Anomaly detection in traffic

A benign web site tends to have a comparable traffic every day. Sudden spikes or drop of traffic usually indicate a major event (incident, unusual volume of sent email), or some suspicious activity.

Domain names used as C&C typically receive very little traffic, and suddenly get a spike of traffic for a short period of time. The same can be observed with compromised hosts acting as intermediaries.

After having retrieved the traffic for a name, computing the relative standard deviation is a simple and efficient way to detect anomalies.

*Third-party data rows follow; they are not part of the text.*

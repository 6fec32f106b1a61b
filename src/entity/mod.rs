use crate::condition::ConditionRecord;
use crate::store::ConditionStore;
use dashmap::DashMap;
use std::sync::{Arc, PoisonError, RwLock};
use tracing::debug;

pub mod category;
pub use category::{Category, CategorySet, UnknownCategory, CATEGORIES};


/// A tracked device whose condition log the harness maintains.
#[derive(Debug)]
pub struct Entity {
    /// Internal numeric identifier (echoed by trend responses)
    pub id: i64,
    /// External identifier (used in request paths and list responses)
    pub uuid: String,
    /// Display name the target must echo back
    pub name: String,
    /// Category the entity belongs to in trend responses
    pub category: String,
    /// Owning user
    pub owner: String,
    conditions: RwLock<ConditionStore>,
}

impl Entity {
    pub fn new(
        id: i64,
        uuid: impl Into<String>,
        name: impl Into<String>,
        category: impl Into<String>,
        owner: impl Into<String>,
    ) -> Self {
        Self {
            id,
            uuid: uuid.into(),
            name: name.into(),
            category: category.into(),
            owner: owner.into(),
            conditions: RwLock::new(ConditionStore::new()),
        }
    }

    /// Record a condition the target accepted.
    ///
    /// Holds the write lock only for the single insert.
    pub fn record_condition(&self, record: ConditionRecord) {
        let mut store = self
            .conditions
            .write()
            .unwrap_or_else(PoisonError::into_inner);
        store.insert(record);
    }

    /// Record a batch of accepted conditions under one write lock.
    pub fn record_conditions(&self, records: impl IntoIterator<Item = ConditionRecord>) {
        let mut store = self
            .conditions
            .write()
            .unwrap_or_else(PoisonError::into_inner);
        for record in records {
            store.insert(record);
        }
    }

    /// Run `f` against the condition log under the shared lock.
    ///
    /// Cursors borrow the store, so they are built and consumed inside `f`
    /// and writers stay blocked until `f` returns.
    pub fn with_conditions<R>(&self, f: impl FnOnce(&ConditionStore) -> R) -> R {
        let store = self
            .conditions
            .read()
            .unwrap_or_else(PoisonError::into_inner);
        f(&store)
    }

    pub fn condition_count(&self) -> usize {
        self.with_conditions(|store| store.len())
    }
}

/// Process-wide lookup of entities by internal ID and by external UUID.
///
/// Built during setup and shared by `Arc` with every writer and validator.
#[derive(Debug, Default)]
pub struct EntityRegistry {
    by_id: DashMap<i64, Arc<Entity>>,
    by_uuid: DashMap<String, Arc<Entity>>,
}

impl EntityRegistry {
    pub fn new() -> Self {
        Self::default()
    }

    /// Register an entity. An entity already registered under the same ID or
    /// UUID is replaced, and its other key stops resolving.
    pub fn register(&self, entity: Entity) -> Arc<Entity> {
        let entity = Arc::new(entity);
        let replaced_by_id = self.by_id.insert(entity.id, Arc::clone(&entity));
        let replaced_by_uuid = self.by_uuid.insert(entity.uuid.clone(), Arc::clone(&entity));

        if let Some(old) = replaced_by_id.filter(|old| old.uuid != entity.uuid) {
            self.by_uuid.remove_if(&old.uuid, |_, e| Arc::ptr_eq(e, &old));
        }
        if let Some(old) = replaced_by_uuid.filter(|old| old.id != entity.id) {
            self.by_id.remove_if(&old.id, |_, e| Arc::ptr_eq(e, &old));
        }

        debug!(entity_id = entity.id, uuid = %entity.uuid, "Entity registered");
        entity
    }

    pub fn get_by_id(&self, id: i64) -> Option<Arc<Entity>> {
        self.by_id.get(&id).map(|e| Arc::clone(e.value()))
    }

    pub fn get_by_uuid(&self, uuid: &str) -> Option<Arc<Entity>> {
        self.by_uuid.get(uuid).map(|e| Arc::clone(e.value()))
    }

    pub fn len(&self) -> usize {
        self.by_id.len()
    }

    pub fn is_empty(&self) -> bool {
        self.by_id.is_empty()
    }

    /// All registered entities, ordered by internal ID.
    pub fn entities(&self) -> Vec<Arc<Entity>> {
        let mut all: Vec<Arc<Entity>> = self
            .by_id
            .iter()
            .map(|e| Arc::clone(e.value()))
            .collect();
        all.sort_by_key(|e| e.id);
        all
    }

    /// Entities owned by `owner`, newest registration (highest ID) first.
    pub fn owned_by(&self, owner: &str) -> Vec<Arc<Entity>> {
        let mut owned: Vec<Arc<Entity>> = self
            .by_id
            .iter()
            .filter(|e| e.value().owner == owner)
            .map(|e| Arc::clone(e.value()))
            .collect();
        owned.sort_by_key(|e| std::cmp::Reverse(e.id));
        owned
    }
}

To do so, the library includes the descriptive_statistics module and implements a relative_standard_deviation method. This method can work on the time series of a single domain, as well as on a set of multiple time series.

ts = d.daily_traffic_by_name(['skyrock.com', 'github.com', 'ooctmxmgwigqt.info'])
ap d.relative_standard_deviation(ts)

This outputs either a Response::TimeSeries or a Response::HashByName object:

{
           "skyrock.com" => 2.4300100908269657,
            "github.com" => 10.628632305278618,
    "ooctmxmgwigqt.info" => 244.18566965045403
}

In this example, we can clearly spot a domain name whose traffic doesn’t follow what we usually observe for a benign domain.

High-pass filter

Domains receiving little traffic are frequently receiving more noise (bots, internal traffic) than queries sent by actual users.

A simple high pass filter sets to 0 all entries of a time series below a cutoff value. This is provided by the high_pass_filter method:

ts = d.high_pass_filter(ts, cutoff: 5.0)

This method works on the time series of a single domain, as well as on a set of multiple time series. The result is either a Response::TimeSeries or a Response::HashByName object.